The shock and heartbreak and relationship implosion impacted every level of my life. Nothing was left untouched or undamaged. And I felt the harsh realities every single day. Each morning I woke up to something else devastating. My kids were struggling. My health was failing. My finances were a mess. I was getting letters from attorneys I never dreamed we’d need. And each night the only way I could sleep was to lie to myself that tomorrow would be better.
Days turned into months. Months turned into years. And slowly I turned into someone I didn’t recognize. My strong but normally carefree spirit became a confusing mix of anxiety, panic attacks, and soul-blinding pain so intense I thought I’d never feel healthy or regain a sense of normalcy again. And because I’d been through so much that was so hard to process, a darkness started to cloud my outlook that used to be so optimistic.
Relationships were reduced to attempts at managing what I feared about them rather than enjoying what I loved about them.
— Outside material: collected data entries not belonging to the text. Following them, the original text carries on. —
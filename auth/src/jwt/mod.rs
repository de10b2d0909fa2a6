pub mod claims;
pub mod codec;
pub mod errors;

pub use claims::Claims;
pub use claims::TokenKind;
pub use codec::TokenCodec;
pub use errors::IssueError;
pub use errors::VerifyError;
Laughter felt fake. Fun felt careless. And people’s imperfections were like neon lights screaming that they were just another high-risk opportunity for me to get hurt again. Daily issues all seemed like worst-case scenarios. Small aggravations like emotional chaos. And losses big and small were like terminal assaults.
A heaviness settled in that I couldn’t explain or pinpoint exactly. I’m not sure how to properly describe it, except to say on different days it crept up with varying personas that seemed to hold me together and rip me apart simultaneously.
Cynicism dressed like a security guard, making me believe that if I hoped for less, it would protect me and prevent more pain. In reality, though, it was a thief in disguise, out to steal every bit of closeness between me and those I love. And, even worse, authentic intimacy between me and God.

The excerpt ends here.